Le sexisme veut opposer l’homme à la femme sous couvert d’égalité. Il y a un premier problème de sens, celui de la confusion entre la différence qui s’oppose à l’égalité, et de la supériorité qui ne s’oppose pas à l’égalité mais à l’infériorité.
Le second problème est également lié à la confusion des genres. La grammaire n’a pas de sexe. Le masculin et le féminin ne sont pas l’homme et la femme. Le procès fait par les partisans de l’écriture inclusive utilise la formule que “le masculin l’emporte sur le féminin”. La formule leur est insupportable.
Le français est une langue latine qui a abandonné le neutre latin.

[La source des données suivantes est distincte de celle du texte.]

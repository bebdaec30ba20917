//! Domain types for board configuration.
//!
//! A [`HubConfig`] is the host-supplied configuration object. Its `boards`
//! mapping is deliberately loose (`serde_json::Value` per entry) so that stray
//! metadata sharing the namespace can be filtered out instead of rejected.

use std::borrow::Borrow;
use std::fmt;
use std::path::PathBuf;

use serde::{Deserialize, Serialize};
use serde_json::{Map, Value};

/// Default capacity of the orchestrator event bus.
pub const DEFAULT_EVENT_CAPACITY: usize = 256;

// ---------------------------------------------------------------------------
// Newtypes
// ---------------------------------------------------------------------------

/// A strongly-typed identifier for a board, unique within the registry.
#[derive(Debug, Clone, PartialEq, Eq, Hash, PartialOrd, Ord, Serialize, Deserialize)]
pub struct BoardId(pub String);

impl BoardId {
    pub fn as_str(&self) -> &str {
        &self.0
    }
}

impl fmt::Display for BoardId {
    fn fmt(&self, f: &mut fmt::Formatter<'_>) -> fmt::Result {
        self.0.fmt(f)
    }
}

impl Borrow<str> for BoardId {
    fn borrow(&self) -> &str {
        &self.0
    }
}

impl From<String> for BoardId {
    fn from(s: String) -> Self {
        Self(s)
    }
}

impl From<&str> for BoardId {
    fn from(s: &str) -> Self {
        Self(s.to_owned())
    }
}

// ---------------------------------------------------------------------------
// Board definition
// ---------------------------------------------------------------------------

/// Key-value settings describing one board.
///
/// Board controllers read whatever keys they understand; the only key the
/// orchestration layer cares about is `id`.
#[derive(Debug, Clone, Default, PartialEq, Serialize, Deserialize)]
#[serde(transparent)]
pub struct BoardDefinition(Map<String, Value>);

impl BoardDefinition {
    pub fn new() -> Self {
        Self::default()
    }

    /// The definition's own `id` field, if it is a non-empty string.
    pub fn id(&self) -> Option<&str> {
        self.0
            .get("id")
            .and_then(Value::as_str)
            .filter(|id| !id.is_empty())
    }

    /// Returns a copy of this definition with `id` set. The original is untouched.
    pub fn with_id(&self, id: &BoardId) -> Self {
        let mut map = self.0.clone();
        map.insert("id".to_string(), Value::String(id.0.clone()));
        Self(map)
    }

    /// Builder-style setter, mostly useful in tests and scaffolding.
    pub fn set(mut self, key: impl Into<String>, value: impl Into<Value>) -> Self {
        self.0.insert(key.into(), value.into());
        self
    }

    pub fn get(&self, key: &str) -> Option<&Value> {
        self.0.get(key)
    }

    pub fn get_str(&self, key: &str) -> Option<&str> {
        self.0.get(key).and_then(Value::as_str)
    }

    pub fn get_u64(&self, key: &str) -> Option<u64> {
        self.0.get(key).and_then(Value::as_u64)
    }

    pub fn get_bool(&self, key: &str) -> Option<bool> {
        self.0.get(key).and_then(Value::as_bool)
    }

    pub fn as_map(&self) -> &Map<String, Value> {
        &self.0
    }

    pub fn into_map(self) -> Map<String, Value> {
        self.0
    }
}

impl From<Map<String, Value>> for BoardDefinition {
    fn from(map: Map<String, Value>) -> Self {
        Self(map)
    }
}

// ---------------------------------------------------------------------------
// Configuration structs
// ---------------------------------------------------------------------------

/// Broker endpoint settings. Consumed opaquely by the runtime's broker.
#[derive(Debug, Clone, Default, PartialEq, Eq, Serialize, Deserialize)]
pub struct BrokerConfig {
    /// Unix socket the broker listens on. `None` disables the endpoint.
    #[serde(default, skip_serializing_if = "Option::is_none")]
    pub socket: Option<PathBuf>,
}

/// Root of the boardhub configuration file.
#[derive(Debug, Clone, PartialEq, Serialize, Deserialize)]
pub struct HubConfig {
    /// Board id → definition. Entries that are not objects are ignored.
    #[serde(default, skip_serializing_if = "Option::is_none")]
    pub boards: Option<Map<String, Value>>,

    #[serde(default, skip_serializing_if = "Option::is_none")]
    pub broker: Option<BrokerConfig>,

    /// Reject duplicate resolved ids instead of letting the later entry win.
    #[serde(default)]
    pub strict_ids: bool,

    #[serde(default = "default_event_capacity")]
    pub event_capacity: usize,
}

fn default_event_capacity() -> usize {
    DEFAULT_EVENT_CAPACITY
}

impl Default for HubConfig {
    fn default() -> Self {
        Self {
            boards: None,
            broker: None,
            strict_ids: false,
            event_capacity: DEFAULT_EVENT_CAPACITY,
        }
    }
}

// ---------------------------------------------------------------------------
// Tests
// ---------------------------------------------------------------------------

Il fallait que le neutre soit masculin ou féminin au pluriel. Cela n’a rien à voir avec la virilité de LA grammaire.
Enfin, le français écrit a vocation à être parlé ou au moins lu. L’écriture inclusive est abandonnée, par ses pratiquants au bout de quelques paragraphes parce que c’est illisible.
Moralité, cette écriture est un sens unique. Elle ne se partage pas. Elle est une forme dictatoriale du discours, une expression idéologique. Est-ce surprenant?